It does lead somewhere, though. That little mark is called a preauricular pit, or ear pit hole, and it has its own biological backstory, its own documented history in medicine, and a surprisingly specific set of facts that most people who carry one have never heard. Doctors have been writing about it in medical literature since 1864. That’s not a minor footnote; it means generations of physicians have examined, categorized, and debated this small feature, and the picture they’ve built up over that time is more interesting than it first appears.

The origin of the pit has nothing to do with injury, pressure, or anything that happened after birth. It was already there, fully formed, before you arrived.

What an Ear Pit Hole Actually Is

A preauricular pit is a congenital malformation in which a sinus tract, essentially a narrow tunnel, runs under the skin in front of the ear and above the ear canal. It goes by a few names, including preauricular cyst, preauricular fissure, or preauricular sinus. The visible pinhole on the skin’s surface is simply the entrance to that underground tract.

The tracts beneath the skin can vary considerably in size. Some people have a short, simple one, while others have a longer tract with multiple branches running in different directions. Think of it like the difference between a single hallway and a maze with offshoots. You’d never know which one you had from looking at the outside.

There’s usually only one pit, and it most commonly appears on the right side. In cases where only one ear is affected, the left side is actually more often involved, which makes bilateral (both-sided) cases a separate consideration entirely. The openings usually form on one ear, though preauricular pits have been known to show up on both. In uncommon cases, a pit may also appear below the ear canal, closer to the earlobe.

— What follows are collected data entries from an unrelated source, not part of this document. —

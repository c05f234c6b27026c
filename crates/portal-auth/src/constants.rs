//! Portal API authentication constants

/// Session refresh endpoint, relative to the portal API base URL.
///
/// The request body carries the refresh token; the access credential is
/// never attached to calls against this path, and a 401 from it means the
/// session is over rather than "refresh the refresh".
pub const REFRESH_PATH: &str = "/auth/refresh-token";
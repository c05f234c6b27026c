//! HTTP transport seam
//!
//! The gateway depends only on the `Transport` trait; the concrete
//! reqwest-backed implementation lives here too. Keeping the seam narrow
//! lets tests drive the refresh state machine with scripted transports
//! and lets the gateway stay ignorant of connection pooling, TLS, and
//! timeouts.

use std::future::Future;
use std::pin::Pin;
use std::time::Duration;

use reqwest::header::HeaderMap;
use serde_json::Value;
use tracing::debug;

use crate::config::ApiConfig;
use crate::request::RequestDescription;

/// Failure of a single HTTP exchange.
///
/// The split matters to the gateway: `Status` means the server answered
/// and the status code drives classification (401 enters the refresh
/// path), while `Network` means nothing came back and no refresh is
/// warranted.
#[derive(Debug, thiserror::Error)]
pub enum TransportError {
    #[error("upstream responded {status}")]
    Status { status: u16, body: Value },

    #[error("network error: {0}")]
    Network(String),
}

/// One HTTP exchange against the portal API.
///
/// Implementations resolve with the parsed response body for 2xx statuses
/// and fail with `Status` for anything the server answered, `Network`
/// when no response arrived (connect failure, timeout, aborted transfer).
///
/// Uses `Pin<Box<dyn Future>>` return types for dyn-compatibility
/// (`Arc<dyn Transport>`).
pub trait Transport: Send + Sync {
    fn execute<'a>(
        &'a self,
        request: &'a RequestDescription,
        headers: HeaderMap,
    ) -> Pin<Box<dyn Future<Output = std::result::Result<Value, TransportError>> + Send + 'a>>;
}

/// reqwest-backed transport.
///
/// Joins request paths onto the configured base URL and applies one
/// timeout to every exchange. Timeouts surface as `Network` errors like
/// any other no-response failure.
pub struct HttpTransport {
    client: reqwest::Client,
    base_url: String,
    timeout: Duration,
}

impl HttpTransport {
    pub fn new(base_url: impl Into<String>, timeout: Duration) -> Self {
        Self {
            client: reqwest::Client::new(),
            base_url: base_url.into(),
            timeout,
        }
    }

    pub fn from_config(config: &ApiConfig) -> Self {
        Self::new(
            config.base_url.clone(),
            Duration::from_secs(config.timeout_secs),
        )
    }
}

impl Transport for HttpTransport {
    fn execute<'a>(
        &'a self,
        request: &'a RequestDescription,
        headers: HeaderMap,
    ) -> Pin<Box<dyn Future<Output = std::result::Result<Value, TransportError>> + Send + 'a>>
    {
        Box::pin(async move {
            let url = join_url(&self.base_url, &request.path);
            let mut req = self
                .client
                .request(request.method.clone(), &url)
                .headers(headers)
                .timeout(self.timeout);
            if !request.query.is_empty() {
                req = req.query(&request.query);
            }
            if let Some(body) = &request.body {
                req = req.json(body);
            }

            let response = req
                .send()
                .await
                .map_err(|e| TransportError::Network(e.to_string()))?;

            let status = response.status();
            let bytes = response
                .bytes()
                .await
                .map_err(|e| TransportError::Network(e.to_string()))?;
            let body = parse_body(&bytes);

            if status.is_success() {
                Ok(body)
            } else {
                debug!(%url, status = status.as_u16(), "upstream returned error status");
                Err(TransportError::Status {
                    status: status.as_u16(),
                    body,
                })
            }
        })
    }
}

/// Join the configured base URL with a request path.
fn join_url(base: &str, path: &str) -> String {
    format!(
        "{}/{}",
        base.trim_end_matches('/'),
        path.trim_start_matches('/')
    )
}

/// Parse a response body. The portal API speaks JSON; an empty body maps
/// to `Null` and anything unparsable is preserved verbatim as a string so
/// error reporting loses nothing.
fn parse_body(bytes: &[u8]) -> Value {
    if bytes.is_empty() {
        return Value::Null;
    }
    serde_json::from_slice(bytes)
        .unwrap_or_else(|_| Value::String(String::from_utf8_lossy(bytes).into_owned()))
}
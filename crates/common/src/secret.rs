//! Secret wrapper for sensitive values
//!
//! Session tokens pass through configuration and logging paths; wrapping
//! them keeps the raw value out of Debug/Display output and wipes the
//! memory on drop.

use std::fmt;
use zeroize::Zeroize;

/// Sensitive value - redacted in Debug/Display/logs
pub struct Secret<T: Zeroize>(T);

impl<T: Zeroize> Secret<T> {
    /// Create a new secret value
    pub fn new(value: T) -> Self {
        Self(value)
    }

    /// Expose the inner value (use sparingly)
    pub fn expose(&self) -> &T {
        &self.0
    }
}

impl<T: Zeroize> fmt::Debug for Secret<T> {
    fn fmt(&self, f: &mut fmt::Formatter<'_>) -> fmt::Result {
        write!(f, "[REDACTED]")
    }
}

impl<T: Zeroize> fmt::Display for Secret<T> {
    fn fmt(&self, f: &mut fmt::Formatter<'_>) -> fmt::Result {
        write!(f, "[REDACTED]")
    }
}

impl<T: Zeroize> Drop for Secret<T> {
    fn drop(&mut self) {
        self.0.zeroize();
    }
}

impl<T: Zeroize + Clone> Clone for Secret<T> {
    fn clone(&self) -> Self {
        Self(self.0.clone())
    }
}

Preauricular pits are congenital, meaning children are born with the malformation when ear development goes off-course early in gestation. The malformation is not associated with hearing impairments and is only rarely associated with a genetic syndrome involving other problems.

How It Forms in the Womb

The ear pit hole has its origins in a very specific window of fetal development. The visible part of your ear is called the auricle, and a baby typically grows it during the sixth week of pregnancy. A preauricular pit forms when the auricle doesn’t fuse all the way.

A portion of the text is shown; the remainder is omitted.